El 16 de agosto nos describieron en las páginas de este periódico, y de manera magistral, el último paso por Extremadura del Lusitania Express. Quizá ya no se llamaba así, pero para una generación entera ese tren tenía una banda sonora muy original, la de aquella canción de Coup de Soup, con la voz grave del cantante, y que recreaba el nerviosismo de una chica que tomaba café en la estación de Cáceres, de madrugada, emprendiendo un viaje que parecía romántico aunque era todo lo contrario. Los trayectos en el Lusitania Express eran fuente inagotable de anécdotas. Recuerdo un compartimento de ocho butacas en el que coincidieron un travesti valenciano que imitaba a Sara Montiel, su novio portugués y una familia colombiana que venía de Lourdes y se dirigía a Fátima en busca de un milagro para su hijo. Las conversaciones eran dignas de comedia de Mihura o Jardiel Poncela. En otra ocasión tuvimos que hacer una colecta para evitar que el revisor dejara tiradas en la estación de Río Tajo a dos chicas italianas y a una pareja de finlandeses, que no tenían ya pesetas para pagar el suplemento del inter-rail. La chica finlandesa se puso mala, le aconsejamos que bajara en Cáceres y la llevamos a una casa de socorro que había en la calle Badajoz.

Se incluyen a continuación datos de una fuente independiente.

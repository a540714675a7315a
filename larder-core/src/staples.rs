//! Staples — items the user normally keeps on hand, tracked independently of
//! pantry stock. The need_to_buy toggle is set by the user only, never
//! derived; items marked as needed appear on shopping lists.

use diesel::prelude::*;

use crate::db::{fold_name, lower};
use crate::error::{CoreError, CoreResult};
use crate::models::{Staple, StapleInput};
use crate::schema::{pantry, staples};

pub fn get_all(conn: &mut SqliteConnection) -> CoreResult<Vec<Staple>> {
    Ok(staples::table
        .order(staples::name.asc())
        .select(Staple::as_select())
        .load(conn)?)
}

pub fn get(conn: &mut SqliteConnection, staple_id: i32) -> CoreResult<Option<Staple>> {
    Ok(staples::table
        .find(staple_id)
        .select(Staple::as_select())
        .first(conn)
        .optional()?)
}

pub fn get_by_name(conn: &mut SqliteConnection, name: &str) -> CoreResult<Option<Staple>> {
    Ok(staples::table
        .filter(lower(staples::name).eq(fold_name(name)))
        .select(Staple::as_select())
        .first(conn)
        .optional()?)
}

/// Insert a new staple. Names are unique case-insensitively; duplicates are
/// rejected with `AlreadyExists` before touching storage.
pub fn add(conn: &mut SqliteConnection, input: &StapleInput) -> CoreResult<i32> {
    let name = input.name.trim();
    if get_by_name(conn, name)?.is_some() {
        return Err(CoreError::AlreadyExists {
            kind: "staple",
            name: name.to_string(),
        });
    }

    let id = diesel::insert_into(staples::table)
        .values((
            staples::name.eq(name),
            staples::category.eq(input.category.as_deref()),
            staples::preferred_store_id.eq(input.preferred_store_id),
            staples::need_to_buy.eq(input.need_to_buy),
        ))
        .returning(staples::id)
        .get_result(conn)?;
    Ok(id)
}

pub fn update(conn: &mut SqliteConnection, staple_id: i32, input: &StapleInput) -> CoreResult<()> {
    diesel::update(staples::table.find(staple_id))
        .set((
            staples::name.eq(input.name.trim()),
            staples::category.eq(input.category.as_deref()),
            staples::preferred_store_id.eq(input.preferred_store_id),
            staples::need_to_buy.eq(input.need_to_buy),
        ))
        .execute(conn)?;
    Ok(())
}

pub fn delete(conn: &mut SqliteConnection, staple_id: i32) -> CoreResult<()> {
    diesel::delete(staples::table.find(staple_id)).execute(conn)?;
    Ok(())
}

pub fn set_need_to_buy(conn: &mut SqliteConnection, staple_id: i32, need: bool) -> CoreResult<()> {
    diesel::update(staples::table.find(staple_id))
        .set(staples::need_to_buy.eq(need))
        .execute(conn)?;
    Ok(())
}

pub fn get_needed(conn: &mut SqliteConnection) -> CoreResult<Vec<Staple>> {
    Ok(staples::table
        .filter(staples::need_to_buy.eq(true))
        .order(staples::name.asc())
        .select(Staple::as_select())
        .load(conn)?)
}

/// One-time data transform: copy pantry rows flagged with the legacy
/// is_staple column into the staples table. Idempotent — rows whose name is
/// already a staple (case-insensitively) are skipped, so it is safe to run
/// repeatedly. Returns the number of staples created.
///
/// This is the only code path that reads the legacy flag.
pub fn migrate_legacy_pantry_staples(conn: &mut SqliteConnection) -> CoreResult<usize> {
    let legacy: Vec<(String, Option<String>, Option<i32>)> = pantry::table
        .filter(pantry::is_staple.eq(true))
        .select((pantry::name, pantry::category, pantry::preferred_store_id))
        .load(conn)?;

    let mut created = 0;
    for (name, category, preferred_store_id) in legacy {
        if get_by_name(conn, &name)?.is_some() {
            continue;
        }
        diesel::insert_into(staples::table)
            .values((
                staples::name.eq(name.trim()),
                staples::category.eq(category),
                staples::preferred_store_id.eq(preferred_store_id),
                staples::need_to_buy.eq(false),
            ))
            .execute(conn)?;
        created += 1;
    }
    if created > 0 {
        tracing::info!(created, "migrated legacy pantry staples");
    }
    Ok(created)
}

#[cfg(test)]
mod tests {
    use super::*;
    use crate::db::connect_in_memory;

    fn input(name: &str, need: bool) -> StapleInput {
        StapleInput {
            name: name.to_string(),
            category: None,
            preferred_store_id: None,
            need_to_buy: need,
        }
    }

    #[test]
    fn duplicate_guard_is_case_insensitive() {
        let mut conn = connect_in_memory();
        add(&mut conn, &input("Olive Oil", false)).unwrap();
        let err = add(&mut conn, &input("olive oil", false)).unwrap_err();
        assert!(matches!(err, CoreError::AlreadyExists { kind: "staple", .. }));
    }

    #[test]
    fn need_to_buy_toggle() {
        let mut conn = connect_in_memory();
        let id = add(&mut conn, &input("salt", false)).unwrap();
        set_need_to_buy(&mut conn, id, true).unwrap();
        let needed = get_needed(&mut conn).unwrap();
        assert_eq!(needed.len(), 1);
        assert_eq!(needed[0].name, "salt");
    }

    #[test]
    fn legacy_migration_is_idempotent() {
        let mut conn = connect_in_memory();
        diesel::insert_into(pantry::table)
            .values((
                pantry::name.eq("Flour"),
                pantry::quantity.eq(1.0),
                pantry::is_staple.eq(true),
            ))
            .execute(&mut conn)
            .unwrap();
        // Already migrated under different casing: must be skipped.
        add(&mut conn, &input("Rice", false)).unwrap();
        diesel::insert_into(pantry::table)
            .values((
                pantry::name.eq("rice"),
                pantry::quantity.eq(1.0),
                pantry::is_staple.eq(true),
            ))
            .execute(&mut conn)
            .unwrap();

        assert_eq!(migrate_legacy_pantry_staples(&mut conn).unwrap(), 1);
        assert_eq!(migrate_legacy_pantry_staples(&mut conn).unwrap(), 0);

        let all = get_all(&mut conn).unwrap();
        assert_eq!(all.len(), 2);
        let flour = get_by_name(&mut conn, "flour").unwrap().unwrap();
        assert!(!flour.need_to_buy);
    }
}
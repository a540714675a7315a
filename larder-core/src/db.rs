//! SQLite connection pooling and embedded migrations.
//!
//! The database is a single file, `~/.larder/larder.db` by default. Each
//! logical operation borrows a pooled connection, does its reads/writes, and
//! returns it; there is no cross-operation locking.

use diesel::connection::SimpleConnection;
use diesel::prelude::*;
use diesel::r2d2::{self, ConnectionManager, CustomizeConnection};
use diesel_migrations::{embed_migrations, EmbeddedMigrations, MigrationHarness};
use std::path::PathBuf;

pub const MIGRATIONS: EmbeddedMigrations = embed_migrations!("migrations");

pub type DbPool = r2d2::Pool<ConnectionManager<SqliteConnection>>;

diesel::define_sql_function! {
    /// SQLite's LOWER(), for case-insensitive name lookups.
    fn lower(x: diesel::sql_types::Text) -> diesel::sql_types::Text;
}

/// Applied to every pooled connection. SQLite does not enforce foreign keys
/// unless asked, and concurrent writers need a busy timeout instead of an
/// immediate SQLITE_BUSY.
#[derive(Debug, Clone, Copy)]
struct SqlitePragmas;

impl CustomizeConnection<SqliteConnection, r2d2::Error> for SqlitePragmas {
    fn on_acquire(&self, conn: &mut SqliteConnection) -> Result<(), r2d2::Error> {
        conn.batch_execute("PRAGMA foreign_keys = ON; PRAGMA busy_timeout = 5000;")
            .map_err(r2d2::Error::QueryError)
    }
}

/// Default database location: `~/.larder/larder.db`, falling back to a
/// relative path when no home directory is available.
pub fn default_database_path() -> PathBuf {
    dirs::home_dir()
        .map(|h| h.join(".larder").join("larder.db"))
        .unwrap_or_else(|| PathBuf::from("larder.db"))
}

pub fn create_pool(database_url: &str) -> DbPool {
    if let Some(parent) = std::path::Path::new(database_url).parent() {
        if !parent.as_os_str().is_empty() {
            std::fs::create_dir_all(parent).expect("Failed to create database directory");
        }
    }

    let manager = ConnectionManager::<SqliteConnection>::new(database_url);
    let pool = r2d2::Pool::builder()
        .connection_customizer(Box::new(SqlitePragmas))
        .build(manager)
        .expect("Failed to create database pool");

    // Run pending migrations on startup
    let mut conn = pool
        .get()
        .expect("Failed to get DB connection for migrations");
    conn.run_pending_migrations(MIGRATIONS)
        .expect("Failed to run database migrations");

    pool
}

/// Fresh in-memory database with all migrations applied. Test fixture; not
/// used by the server.
pub fn connect_in_memory() -> SqliteConnection {
    let mut conn =
        SqliteConnection::establish(":memory:").expect("Failed to open in-memory SQLite");
    conn.batch_execute("PRAGMA foreign_keys = ON")
        .expect("Failed to enable foreign keys");
    conn.run_pending_migrations(MIGRATIONS)
        .expect("Failed to run migrations");
    conn
}

/// Case-insensitive, whitespace-trimmed form of a name, used as the matching
/// key for ingredients, staples, and known prices.
pub fn fold_name(name: &str) -> String {
    name.trim().to_lowercase()
}

#[cfg(test)]
mod tests {
    use super::*;

    #[test]
    fn migrations_apply_cleanly() {
        let mut conn = connect_in_memory();
        // A trivial query against a late-migration table proves the chain ran.
        let count: i64 = crate::schema::known_prices::table
            .count()
            .get_result(&mut conn)
            .unwrap();
        assert_eq!(count, 0);
    }

    #[test]
    fn fold_name_trims_and_lowercases() {
        assert_eq!(fold_name("  Black Beans "), "black beans");
        assert_eq!(fold_name("black beans"), "black beans");
    }
}
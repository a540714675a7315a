use thiserror::Error;

/// Error type for entity store and pipeline operations.
///
/// Missing rows are not errors anywhere in the core: lookups return
/// `Ok(None)` or empty collections so callers can treat "unknown" as a
/// representable state.
#[derive(Error, Debug)]
pub enum CoreError {
    #[error("database error: {0}")]
    Database(#[from] diesel::result::Error),

    #[error("{kind} \"{name}\" already exists")]
    AlreadyExists { kind: &'static str, name: String },

    #[error("CSV import failed: {0}")]
    Csv(#[from] csv::Error),
}

pub type CoreResult<T> = Result<T, CoreError>;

La nórdica no tenía nada grave, pidió beber un poco de agua, el médico puso el botijo encima de la mesa y la muchacha se quedó mirando aquel objeto como si fuera un extraterrestre. Todas estas historias van pasando de lo anecdótico a lo nostálgico, adquiriendo una tristeza melancólica. Se nos ha marchado ya el último tren a Portugal y el próximo tardará bastante en venir.

20 agosto, 2012

Ni buen viento


En el verano de 2003 Portugal era asolado por los incendios y los veíamos venir tranquilamente, porque el viento soplaba de este a oeste. No éramos conscientes del refranero portugués, que dice que de España no llega nunca ni buen viento ni buen casamiento. Los aires que siguen esa trayectoria suelen ser secos y avivan los fuegos de manera que se extienden en todas direcciones. En este verano de cenizas llegó a mis manos un libro escrito por Virginia López, que lleva ya una década de corresponsal en Lisboa y nos ha deleitado con un repaso desenfadado y accesible a los matrimonios relevantes entre españoles y portuguesas. Una obra curiosa para acercarse a esos episodios que nunca aparecían en nuestros libros escolares de historia, donde Portugal se acababa en la negativa a financiar a Colón y el tratado de Tordesillas. La autora de Nem bom vento, nem bom casamento, que es como se titula el libro, se atreve incluso a lidiar con temas tan espinosos como la cuestión de Olivenza y llega hasta los últimos matrimonios ibéricos como el de Saramago y Pilar del Río.  Aterrizando en la actualidad, la autora nos recuerda un hecho anecdótico pero trascendente: no ha habido presidente o mandatario español que se haya dignado pronunciar una sola palabra en portugués. No sé si ante los próximos mundiales de fútbol y juegos olímpicos en Brasil empezaremos a darle a la lengua portuguesa el valor y la importancia que muchos españoles, incluso en la mismísima frontera, niegan a la lengua de Camões. Pero en este asunto, como bien saben los profesores de portugués de Extremadura, parece que toca esperar mejores vientos.

13 agosto, 2012

El robo de los mercados


El jueves por la mañana la edición digital de un periódico titulaba literalmente: “Al menos dos detenidos y cuatro identificados por asaltar mercados”. Como esa misma mañana había escuchado en la radio que las acciones de Bankia estaban triplicando su valor con respecto a hace un mes y se habían revalorizado un 127% en apenas doce días*, pues pensé que se empezaba a hacer justicia. Ya era hora de que se pusieran manos a la obra y empezaran a enchironar a los que, a pesar de la prohibición de las apuestas a corto por parte de la CNMV, se estaban dedicando a dar un pelotazo inmisericorde. Tras tanto tiempo luchando para que los artificios financieros de una élite - que apenas representan un 1% de la población – no nos tengan sometidos al resto del planeta, parecía que las autoridades políticas y judiciales se atrevían a fotografiar de frente y de perfil a los que saben las triquiñuelas y han cocinado las normas para dejarnos pelados a casi todos y llevárselo crudito. Pero todo había sido un malentendido. Cuando horas después pude leer con detenimiento la noticia me di cuenta de que la palabra “mercados” no se refería a los financieros sino a grandes superficies de dos localidades andaluzas, de donde unos sindicalistas se habían llevado alimentos para los necesitados. Pueden criticarse los modos usados por el Sindicato Andaluz de Trabajadores, pero no me negarán que sería más que paradójico que fuera Sánchez Gordillo el primer encausado de esta crisis, en la que ni un solo de los nefastos directivos que ganaban millones de euros al año teme ser llamado a comisaría.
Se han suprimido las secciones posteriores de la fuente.